To learn more about statistics, let’s focus on descriptive statistics, this part of the discipline deals with the description of experimental data, specifically the collection, organization and analysis of data about certain or a characteristic of certain individuals belonging to a population or universe (1).
- According to Professor Ignacio Cascos from the Carlos III University of Madrid.
- These are some of the basic concepts of descriptive statistics that we must know.
The population is a well-defined group within which a certain characteristic can be observed.
This feature can be finished or infinite. Therefore, the population size is the number of individuals counted and represented by N (1).
If the population is very large, it is very expensive and often even impossible to consider and analyze each individual, so it is common to make a selection called sample.
Every subject in the population is called a subject. These elements do not necessarily have to be people, although this is the most common in psychology.

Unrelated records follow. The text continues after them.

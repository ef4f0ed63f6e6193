use serde::{Deserialize, Deserializer};
use serde_json::{Map, Value};

use crate::error::{ForgeError, Result};

/// Symbol name to JSON value, in document order.
pub type SymbolMap = Map<String, Value>;

/// A grblHAL machine profile: global machine defaults plus its buildable variants.
///
/// Only the sections the merger consumes are typed; anything else in the
/// document is ignored.
#[derive(Debug, Clone)]
pub struct MachineProfile {
    /// Where the document came from (URL or path), used in messages.
    pub origin: String,
    pub machine: MachineDefaults,
    pub variants: Vec<Variant>,
}

/// The `machine` section of a profile.
#[derive(Debug, Clone, Default, Deserialize)]
#[serde(default)]
pub struct MachineDefaults {
    pub name: Option<String>,
    /// Board symbol, e.g. `BOARD_LONGBOARD32_EXT`.
    pub default_board: Option<String>,
    pub default_symbols: SymbolMap,
    pub setting_defaults: SymbolMap,
    pub setting_defaults_trinamic: SymbolMap,
}

/// One named build configuration within a profile.
#[derive(Debug, Clone, Deserialize)]
pub struct Variant {
    pub name: String,
    #[serde(default)]
    pub default_symbols: SymbolMap,
    #[serde(default)]
    pub setting_defaults: SymbolMap,
    #[serde(default, deserialize_with = "deserialize_defines")]
    pub defines: SymbolMap,
}

#[derive(Deserialize)]
struct RawProfile {
    #[serde(default)]
    machine: MachineDefaults,
    variants: Option<Vec<Variant>>,
}

impl MachineProfile {
    /// Parse a profile document.
    ///
    /// A missing or empty `variants` list is fatal: there is nothing to build.
    pub fn from_json(origin: &str, json: &str) -> Result<Self> {
        let raw: RawProfile = serde_json::from_str(json).map_err(|source| ForgeError::Parse {
            origin: origin.to_string(),
            source,
        })?;

        let variants = match raw.variants {
            Some(v) if !v.is_empty() => v,
            _ => {
                return Err(ForgeError::NoVariants {
                    origin: origin.to_string(),
                })
            }
        };

        Ok(Self {
            origin: origin.to_string(),
            machine: raw.machine,
            variants,
        })
    }

    /// Human-readable machine label: the machine's own name if it has one,
    /// otherwise the file stem of the origin (`altmill.json` -> `altmill`).
    pub fn display_name(&self) -> String {
        if let Some(name) = self.machine.name.as_deref().filter(|n| !n.is_empty()) {
            return name.to_string();
        }
        let last = self.origin.rsplit(['/', '\\']).next().unwrap_or(&self.origin);
        last.strip_suffix(".json").unwrap_or(last).to_string()
    }

    pub fn variant_count(&self) -> usize {
        self.variants.len()
    }
}

/// Variant `defines` may be given as an object or as a list of
/// `NAME` / `NAME=VALUE` strings. Both end up as a symbol map.
fn deserialize_defines<'de, D>(deserializer: D) -> std::result::Result<SymbolMap, D::Error>
where
    D: Deserializer<'de>,
{
    use serde::de::Error;

    match Value::deserialize(deserializer)? {
        Value::Null => Ok(SymbolMap::new()),
        Value::Object(map) => Ok(map),
        Value::Array(items) => {
            let mut map = SymbolMap::new();
            for item in items {
                let text = item
                    .as_str()
                    .ok_or_else(|| D::Error::custom("defines list entries must be strings"))?;
                match text.split_once('=') {
                    Some((name, value)) => {
                        map.insert(name.trim().to_string(), Value::String(value.trim().to_string()))
                    }
                    None => map.insert(text.trim().to_string(), Value::Bool(true)),
                };
            }
            Ok(map)
        }
        other => Err(D::Error::custom(format!(
            "defines must be an object or a list, got {}",
            other
        ))),
    }
}

#[cfg(test)]
mod tests {
    use super::*;
    use serde_json::json;

    #[test]
    fn test_parse_machine_and_variants() {
        let json = r#"{
            "machine": {
                "name": "AltMill",
                "default_board": "BOARD_LONGBOARD32_EXT",
                "default_symbols": {"N_AXIS": 3},
                "setting_defaults": {"DEFAULT_X_MAX_TRAVEL": 1260.0}
            },
            "variants": [
                {"name": "AltMill 4x4", "setting_defaults": {"N_AXIS": 4}}
            ]
        }"#;
        let profile = MachineProfile::from_json("altmill.json", json).unwrap();
        assert_eq!(profile.display_name(), "AltMill");
        assert_eq!(profile.variant_count(), 1);
        assert_eq!(profile.machine.default_symbols.get("N_AXIS"), Some(&json!(3)));
        assert_eq!(profile.variants[0].setting_defaults.get("N_AXIS"), Some(&json!(4)));
        assert!(profile.variants[0].defines.is_empty());
    }

    #[test]
    fn test_missing_variants_is_fatal() {
        let err = MachineProfile::from_json("x.json", r#"{"machine": {}}"#).unwrap_err();
        assert!(matches!(err, ForgeError::NoVariants { .. }), "got {:?}", err);
    }

    #[test]
    fn test_empty_variants_is_fatal() {
        let err = MachineProfile::from_json("x.json", r#"{"variants": []}"#).unwrap_err();
        assert!(err.to_string().contains("No variants found"));
    }

    #[test]
    fn test_malformed_json_is_parse_error() {
        let err = MachineProfile::from_json("x.json", r#"{"variants": [ "#).unwrap_err();
        assert!(matches!(err, ForgeError::Parse { .. }));
    }

    #[test]
    fn test_variant_without_name_is_parse_error() {
        let err = MachineProfile::from_json("x.json", r#"{"variants": [{"defines": {}}]}"#)
            .unwrap_err();
        assert!(matches!(err, ForgeError::Parse { .. }));
    }

    #[test]
    fn test_defines_as_list() {
        let json = r#"{"variants": [{"name": "A", "defines": ["ATC_ENABLE", "TOOLS=6"]}]}"#;
        let profile = MachineProfile::from_json("x.json", json).unwrap();
        let defines = &profile.variants[0].defines;
        assert_eq!(defines.get("ATC_ENABLE"), Some(&json!(true)));
        assert_eq!(defines.get("TOOLS"), Some(&json!("6")));
    }

    #[test]
    fn test_display_name_falls_back_to_origin() {
        let json = r#"{"variants": [{"name": "A"}]}"#;
        let profile = MachineProfile::from_json(
            "https://example.com/profiles/longmill.json",
            json,
        )
        .unwrap();
        assert_eq!(profile.display_name(), "longmill");
    }
}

A sample is a group of individuals of the population that best reflects its characteristics as a whole, if the characteristics reflect the reality it is said that the sample is representative of the population, the sample size is the number of individuals it has, also indicated by N.
A variable (X) is a symbol that represents a characteristic studied within this population. We call data (R) the value, numeric or not, of the variable relative to a specific subject in the sample.
It is important to note that we are talking about descriptive statistics, is that there are several types of variables.
This type of variable has values that correspond to the non-serifiable characteristics of subjects, it cannot be said that one characteristic is better than the other.
Sex is an example of such variables, they are described as qualitative because the differences between categories are only qualitative.
These are variables that can be divided into categories. Unlike a purely qualitative variable, this type of ordinal variable can be categorized.
One can think, for example, of the notes of a test. A person with a higher score was comparatively better than a person who scored lower. They can be sorted in order of magnitude.
The quantitative variable accepts the values of a set of previously set numeric values, this means that we can measure and evolve. Within the quantitative variable, we find two types:
In statistics, we can determine the position of our data from position measures. Here are some:
Central trend measures are typical or representative values of a dataset; in this way, they aim to summarize all the data into one value.
This is a basic concept and also important for descriptive statistics. There are three most commonly used measures of the central trend: fashion (for qualitative variables), median (for categorical variables) and average (for quantitative variables).
There are many other concepts that can be used in descriptive statistics, but these are perhaps the most basic, so, using these concepts, is the statistic responsible for statistically organizing, understanding and calculating the representations of the data to be proposed to the researcher?And by extension to the scientific community?a complete map of what happened in the study.